À quoi bon, après des enfants tués à bout portant dans leur école, des journalistes passés à l'arme automatique dans l'exercice de leurs fonctions, les clients d'une épicerie abattus en venant acheter en vitesse un bout de pain, 130 personnes fusillées parce qu'elles étaient sorties boire un verre ou assister à un concert de rock, 84 autres écrasées par un 19 tonnes en bord de mer où elles étaient venues voir un feu d'artifice, après un prêtre de 85 ans égorgé en pleine messe, un couple de policiers poignardés à mort devant leur fils de 3 ans et demi ? À quoi bon, après un professeur décapité en pleine rue pour un cours d'éducation civique jugé blasphématoire, et dénoncé par des élèves de son collège contre 300 balles à cause d'une de leur camarade mythomane ?
Simplement parce qu'il n'y a pas d'autre option. Car, ce que nous raconte Shalmani, c'est aussi l'histoire d'un modèle, celui de la France, construit comme un asile pour les réprouvés du monde entier. Et que, si nous abdiquons, si nous baissons les bras en croyant pouvoir attendre que cela passe, il n'y aura plus rien, pour personne.

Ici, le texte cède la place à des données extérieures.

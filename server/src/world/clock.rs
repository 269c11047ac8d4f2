//
// Copyright 2026 Hans W. Uhlig. All Rights Reserved.
//
// Licensed under the Apache License, Version 2.0 (the "License");
// you may not use this file except in compliance with the License.
// You may obtain a copy of the License at
//
//      http://www.apache.org/licenses/LICENSE-2.0
//
// Unless required by applicable law or agreed to in writing, software
// distributed under the License is distributed on an "AS IS" BASIS,
// WITHOUT WARRANTIES OR CONDITIONS OF ANY KIND, either express or implied.
// See the License for the specific language governing permissions and
// limitations under the License.
//

//! Simulation clock tracking turns, in-turn sequence, and wall-clock labels

use duskmoor_common::time::{self, GameTime};

/// The authoritative simulation clock.
///
/// A turn covers one full pass over the roster; within a turn the sequence
/// counter identifies whose slot is active. Turns start at 1 so that elapsed
/// game minutes are zero at the opening bell.
#[derive(Debug, Clone)]
pub struct GameClock {
    turn: u32,
    sequence: u32,
    minutes_per_turn: u32,
    start_hour: u32,
}

impl GameClock {
    /// Create a clock at turn 1, sequence 0
    pub fn new(minutes_per_turn: u32, start_hour: u32) -> Self {
        Self {
            turn: 1,
            sequence: 0,
            minutes_per_turn: minutes_per_turn.max(1),
            start_hour: start_hour % 24,
        }
    }

    /// The current game time
    pub fn now(&self) -> GameTime {
        GameTime::new(self.turn, self.sequence)
    }

    pub fn turn(&self) -> u32 {
        self.turn
    }

    pub fn minutes_per_turn(&self) -> u32 {
        self.minutes_per_turn
    }

    /// Set the active roster slot within the current turn
    pub fn set_sequence(&mut self, sequence: u32) {
        self.sequence = sequence;
    }

    /// Advance to the next turn, resetting the sequence counter
    pub fn next_turn(&mut self) {
        self.turn += 1;
        self.sequence = 0;
    }

    /// Whether the current turn falls on the first minute of a calendar day
    pub fn is_day_start(&self) -> bool {
        time::minutes_of_day(self.turn, self.minutes_per_turn, self.start_hour) == 0
    }

    /// Wall-clock label for the current turn, e.g. `03:40`
    pub fn clock_label(&self) -> String {
        time::clock_label(self.turn, self.minutes_per_turn, self.start_hour)
    }
}
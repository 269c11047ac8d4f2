//
// Copyright 2026 Hans W. Uhlig. All Rights Reserved.
//
// Licensed under the Apache License, Version 2.0 (the "License");
// you may not use this file except in compliance with the License.
// You may obtain a copy of the License at
//
//      http://www.apache.org/licenses/LICENSE-2.0
//
// Unless required by applicable law or agreed to in writing, software
// distributed under the License is distributed on an "AS IS" BASIS,
// WITHOUT WARRANTIES OR CONDITIONS OF ANY KIND, either express or implied.
// See the License for the specific language governing permissions and
// limitations under the License.
//

//! The agent contract shared by simulated and player-driven characters
//!
//! The scheduler and the chat protocol only ever see this trait, so a turn
//! plays out identically whether the character behind it is a cognitive
//! simulation or a person at a terminal.

use crate::context::WorldContext;
use crate::persistence::AgentSnapshot;
use crate::services::types::ServiceError;
use async_trait::async_trait;
use duskmoor_common::chat::ChatEntry;
use duskmoor_common::item::Inventory;
use duskmoor_common::position::Position;
use serde::{Deserialize, Serialize};
use std::fmt;
use thiserror::Error;

#[cfg(test)]
use mockall::automock;

/// What drives a character
#[derive(Debug, Clone, Copy, PartialEq, Eq, Serialize, Deserialize)]
pub enum AgentKind {
    Npc,
    Human,
}

impl fmt::Display for AgentKind {
    fn fmt(&self, f: &mut fmt::Formatter<'_>) -> fmt::Result {
        match self {
            AgentKind::Npc => write!(f, "npc"),
            AgentKind::Human => write!(f, "human"),
        }
    }
}

/// Why a turn could not complete
#[derive(Debug, Error)]
pub enum TurnError {
    #[error(transparent)]
    Service(#[from] ServiceError),
    /// The player's input channel went away mid-interaction
    #[error("human input unavailable: {0}")]
    HumanInput(String),
}

/// A character that takes turns in the simulation.
///
/// Mutating calls are made under the agent's own lock; implementations must
/// not call back into another agent directly. Cross-agent interaction goes
/// through [`WorldContext`] so lock order stays consistent.
#[cfg_attr(test, automock)]
#[async_trait]
pub trait Agent: Send {
    fn name(&self) -> &str;

    fn kind(&self) -> AgentKind;

    fn position(&self) -> Position;

    fn set_position(&mut self, position: Position);

    /// Turn order within a round is highest dexterity first
    fn dexterity(&self) -> u32;

    fn is_dead(&self) -> bool;

    /// Whether this agent has taken the relic out through an escape point
    fn is_escaping(&self) -> bool;

    fn armor_class(&self) -> i32;

    /// Apply damage and return remaining hit points
    fn apply_damage(&mut self, damage: i32) -> i32;

    fn inventory(&self) -> &Inventory;

    fn inventory_mut(&mut self) -> &mut Inventory;

    /// Run one full turn: perceive, decide, move, act
    async fn take_turn(&mut self, ctx: &WorldContext) -> Result<(), TurnError>;

    /// Produce a reply to an incoming chat message. `sequence` is the
    /// 1-based number this reply will carry in the conversation; the bool
    /// is true when the speaker wants the conversation to stop here.
    async fn receive_message(
        &mut self,
        message: &str,
        from: &str,
        history: &[ChatEntry],
        sequence: u32,
        ctx: &WorldContext,
    ) -> Result<(String, bool), TurnError>;

    /// Digest a conversation this agent took part in after it ends
    async fn end_chat(
        &mut self,
        reason: &str,
        transcript: &[ChatEntry],
        ctx: &WorldContext,
    ) -> Result<(), TurnError>;

    /// Accept an item handed over by another character
    async fn receive_item(
        &mut self,
        item: &str,
        quantity: u32,
        sender: &str,
        message: &str,
        ctx: &WorldContext,
    ) -> Result<(), TurnError>;

    /// Serializable memory state, for agents that carry one
    fn snapshot(&self) -> Option<AgentSnapshot>;
}
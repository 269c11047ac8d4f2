//
// Copyright 2026 Hans W. Uhlig. All Rights Reserved.
//
// Licensed under the Apache License, Version 2.0 (the "License");
// you may not use this file except in compliance with the License.
// You may obtain a copy of the License at
//
//      http://www.apache.org/licenses/LICENSE-2.0
//
// Unless required by applicable law or agreed to in writing, software
// distributed under the License is distributed on an "AS IS" BASIS,
// WITHOUT WARRANTIES OR CONDITIONS OF ANY KIND, either express or implied.
// See the License for the specific language governing permissions and
// limitations under the License.
//

//! The multi-round chat protocol between two agents
//!
//! The initiator opens with a line grounded in its remembered relationship
//! with the partner, then the two sides alternate replies until one wants
//! to stop or the message cap is hit. Both participants then digest the
//! conversation into memory; the digest runs under the cleaning-up flag so
//! no new turn or message can observe it half-committed.

use crate::cognition::agent::{Agent, TurnError};
use crate::cognition::memory::summary_statements;
use crate::cognition::npc::NpcAgent;
use crate::cognition::retrieval;
use crate::context::WorldContext;
use crate::world::events::WorldEvent;
use crate::world::tile::TileEvent;
use duskmoor_common::chat::{transcript, ChatEntry};
use duskmoor_common::triple::EventTriple;
use std::collections::BTreeSet;
use tracing::{debug, info, warn};

/// Hard cap on messages in one conversation
const SEQUENCE_CAP: u32 = 10;

/// End reason when the cap cuts the conversation short
const MESSAGE_LIMIT_REASON: &str = "The chat ends due to the message limitation in one chat.";

/// Memories consulted about the partner before the relationship summary
const PARTNER_NODES: usize = 25;

/// Memories consulted per reply, and for the relationship statements
const CONTEXT_NODES: usize = 15;

/// Transient state an agent keeps for the conversation it is in
#[derive(Debug, Clone)]
pub(crate) struct ChatContext {
    pub(crate) partner: String,
    /// Statements retrieved around the relationship summary, reused as
    /// grounding for every line of this conversation
    pub(crate) relationship: String,
}

/// What the agent remembers about its relationship with `target`, rendered
/// as numbered statements for the chat prompts
pub(crate) async fn relationship_statements(
    agent: &mut NpcAgent,
    ctx: &WorldContext,
    target: &str,
) -> Result<String, TurnError> {
    let now = ctx.now().await;
    let about_target = retrieval::retrieve_nodes(
        &mut agent.memory,
        ctx.embeddings.as_ref(),
        target,
        PARTNER_NODES,
        agent.recency_decay,
        now,
    )
    .await?;
    let summary = ctx
        .oracle
        .relationship_summary(&agent.persona, target, &summary_statements(&about_target))
        .await?;
    let related = retrieval::retrieve_nodes(
        &mut agent.memory,
        ctx.embeddings.as_ref(),
        &summary,
        CONTEXT_NODES,
        agent.recency_decay,
        now,
    )
    .await?;
    Ok(summary_statements(&related))
}

/// Drive a whole conversation with the action's character target.
///
/// The caller holds the initiator's lock; the partner is locked only for
/// the duration of each of its replies and for its final digest.
pub(crate) async fn run_chat(agent: &mut NpcAgent, ctx: &WorldContext) -> Result<(), TurnError> {
    let name = agent.persona.name.clone();
    let Some(partner_name) = agent.action.target_character.clone() else {
        warn!(agent = %name, "chat without a character target");
        return Ok(());
    };
    let Some(handle) = ctx.find_agent(&partner_name).await else {
        warn!(agent = %name, partner = %partner_name, "chat partner is no longer in the simulation");
        return Ok(());
    };
    {
        let partner = handle.agent.lock().await;
        if partner.is_dead() {
            warn!(agent = %name, partner = %partner_name, "cannot chat with a dead character");
            return Ok(());
        }
    }

    let relationship = relationship_statements(agent, ctx, &partner_name).await?;
    agent.chat_context = Some(ChatContext {
        partner: partner_name.clone(),
        relationship: relationship.clone(),
    });

    // The opening line's own end flag is ignored: a conversation is at
    // least one exchange long.
    let opening = ctx
        .oracle
        .chat_line(&agent.persona, &partner_name, &relationship, "", 1, true)
        .await?;
    debug!(agent = %name, partner = %partner_name, line = %opening.message, "chat opened");
    let mut history = vec![ChatEntry::new(&name, &opening.message)];
    let mut last_message = opening.message;
    let mut sequence: u32 = 2;
    let mut ender: Option<String> = None;

    while sequence <= SEQUENCE_CAP {
        let partners_turn = sequence % 2 == 0;
        let (message, end) = if partners_turn {
            handle.wait_until_clean().await;
            let mut partner = handle.agent.lock().await;
            partner
                .receive_message(&last_message, &name, &history, sequence, ctx)
                .await?
        } else {
            reply(agent, ctx, &last_message, &partner_name, &history, sequence).await?
        };
        let speaker = if partners_turn { &partner_name } else { &name };
        history.push(ChatEntry::new(speaker, &message));
        last_message = message;
        if end {
            ender = Some(speaker.clone());
            break;
        }
        sequence += 1;
    }

    let reason = match ender {
        None => MESSAGE_LIMIT_REASON.to_string(),
        Some(ender) => format!("{ender} is not going to talk further"),
    };
    info!(
        agent = %name,
        partner = %partner_name,
        messages = history.len(),
        reason = %reason,
        "chat over"
    );

    let now = ctx.now().await;
    {
        let mut grid = ctx.grid.write().await;
        grid.add_event(TileEvent::new(
            EventTriple::new(&name, "is talking to", &partner_name),
            format!("{name} is talking to {partner_name}"),
            now,
            agent.position,
        ));
    }

    {
        handle.wait_until_clean().await;
        let mut partner = handle.agent.lock().await;
        partner.end_chat(&reason, &history, ctx).await?;
    }
    agent.end_chat(&reason, &history, ctx).await?;

    ctx.bus.publish(WorldEvent::ChatEnded {
        initiator: name,
        partner: partner_name,
        messages: history.len(),
    });
    Ok(())
}

/// Produce one reply in a running conversation.
///
/// The first message an agent receives from a new partner initializes its
/// relationship context; after that the cached statements are reused and
/// only the running history is retrieved fresh.
pub(crate) async fn reply(
    agent: &mut NpcAgent,
    ctx: &WorldContext,
    message: &str,
    from: &str,
    history: &[ChatEntry],
    sequence: u32,
) -> Result<(String, bool), TurnError> {
    debug!(agent = %agent.persona.name, from, sequence, message, "replying");
    if !agent
        .chat_context
        .as_ref()
        .is_some_and(|context| context.partner == from)
    {
        let relationship = relationship_statements(agent, ctx, from).await?;
        agent.chat_context = Some(ChatContext {
            partner: from.to_string(),
            relationship,
        });
    }
    let relationship = agent
        .chat_context
        .as_ref()
        .map(|context| context.relationship.clone())
        .unwrap_or_default();

    let rendered = transcript(history);
    let now = ctx.now().await;
    let history_nodes = retrieval::retrieve_nodes(
        &mut agent.memory,
        ctx.embeddings.as_ref(),
        &rendered,
        CONTEXT_NODES,
        agent.recency_decay,
        now,
    )
    .await?;
    let context = format!("{relationship}\n{}", summary_statements(&history_nodes));
    let turn = ctx
        .oracle
        .chat_line(&agent.persona, from, &context, &rendered, sequence, false)
        .await?;
    Ok((turn.message, turn.end))
}

/// Fold a finished conversation into memory: a Chat node holding the whole
/// transcript, plus optional planning and memo thoughts citing it.
pub(crate) async fn digest(
    agent: &mut NpcAgent,
    ctx: &WorldContext,
    reason: &str,
    transcript_entries: &[ChatEntry],
) -> Result<(), TurnError> {
    let Some(context) = agent.chat_context.clone() else {
        debug!(agent = %agent.persona.name, "chat ended with no context to digest");
        return Ok(());
    };
    let partner = context.partner;
    let name = agent.persona.name.clone();
    let rendered = transcript(transcript_entries);

    let summary = ctx.oracle.chat_summary(&rendered).await?;
    let poignancy = ctx.oracle.chat_poignancy(&agent.persona, &rendered).await?;
    let embedding = agent.embedding_for(ctx, &summary).await?;
    let now = ctx.now().await;
    let chat_id = agent.memory.add_chat(
        now,
        None,
        EventTriple::new(&name, "is chatting with", &partner),
        summary.clone(),
        summary.clone(),
        embedding,
        poignancy,
        BTreeSet::from([name.clone(), partner.clone()]),
        transcript_entries.to_vec(),
        reason,
    );
    agent.importance_accumulator += poignancy as u32;
    agent.reflection_count += 2;
    metrics::counter!("cognition.chats").increment(1);

    if let Some(thought) = ctx.oracle.chat_planning_thought(&agent.persona, &summary).await? {
        agent.commit_thought(ctx, &thought, vec![chat_id]).await?;
    }
    if let Some(thought) = ctx.oracle.chat_memo_thought(&agent.persona, &summary).await? {
        agent.commit_thought(ctx, &thought, vec![chat_id]).await?;
    }
    debug!(agent = %name, partner = %partner, poignancy, "chat digested");
    Ok(())
}
//
// Copyright 2026 Hans W. Uhlig. All Rights Reserved.
//
// Licensed under the Apache License, Version 2.0 (the "License");
// you may not use this file except in compliance with the License.
// You may obtain a copy of the License at
//
//      http://www.apache.org/licenses/LICENSE-2.0
//
// Unless required by applicable law or agreed to in writing, software
// distributed under the License is distributed on an "AS IS" BASIS,
// WITHOUT WARRANTIES OR CONDITIONS OF ANY KIND, either express or implied.
// See the License for the specific language governing permissions and
// limitations under the License.
//

//! Chat transcripts

use serde::{Deserialize, Serialize};

/// One line of dialogue in a conversation
#[derive(Debug, Clone, PartialEq, Eq, Serialize, Deserialize)]
pub struct ChatEntry {
    pub speaker: String,
    pub content: String,
}

impl ChatEntry {
    /// Create a new chat entry
    pub fn new(speaker: impl Into<String>, content: impl Into<String>) -> Self {
        Self {
            speaker: speaker.into(),
            content: content.into(),
        }
    }
}

/// Render a transcript as "Speaker: line" rows, one per entry
pub fn transcript(entries: &[ChatEntry]) -> String {
    entries
        .iter()
        .map(|entry| format!("{}: {}", entry.speaker, entry.content))
        .collect::<Vec<_>>()
        .join("\n")
}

«Plus de refuge nulle part pour les amoureux de la liberté, les persécutés de l'obscurantisme.» Notre chroniqueur Kamel Daoud est de ceux-là. Parce que lui aussi refuse, obstinément, de laisser gagner les obscurantistes, car cela signifierait abandonner le pays où il a pu sauver sa vie quand, en Algérie, «le couteau arrivait à l'os». Les faire dialoguer tenait donc de l'évidence.
Le Point : Kamel, il y a cette phrase que je vous ai souvent entendu dire et qui m'obsède : «Ce n'est pas parce qu'on a raison qu'on gagne.»
Kamel Daoud : Oui, je le dis souvent. Et je le dis souvent en Algérie. Je le disais au début des soulèvements du hirak, en 2019. C'est une des illusions majeures du militantisme, celui qui nous fait confondre le romantisme du selfie – on se fait photographier, ça fait de belles images qui s'étalent dans les grands journaux occidentaux – et l'efficacité, la réalité de l'action politique. Pour moi, c'est de la pensée magique. Cette phrase, j'ai pu la prononcer lors d'un meeting, une rencontre publique en Kabylie.
Aux gens qui me reprochaient mes positions, mon scepticisme face au hirak, j'ai dit : «Est-ce que vous voulez gagner ou est-ce que vous voulez avoir raison ?» Parce que ce sont deux choses différentes. Dans sa fonction, cette pensée magique nous fait croire que, parce qu'on a une position, c'est bon, on a changé le monde. Mais non. Comme je le répète aussi souvent, la politique est l'art de négocier, de créer du consensus. Voilà ce qui nous fait passer de la réaction à l'action. Mais, avoir raison, c'est autre chose. Bien sûr que nous devons avoir raison, que nous devons construire, écrire, déplier, donner des arguments. C'est notre fonction. Mais nous devons aussi gagner.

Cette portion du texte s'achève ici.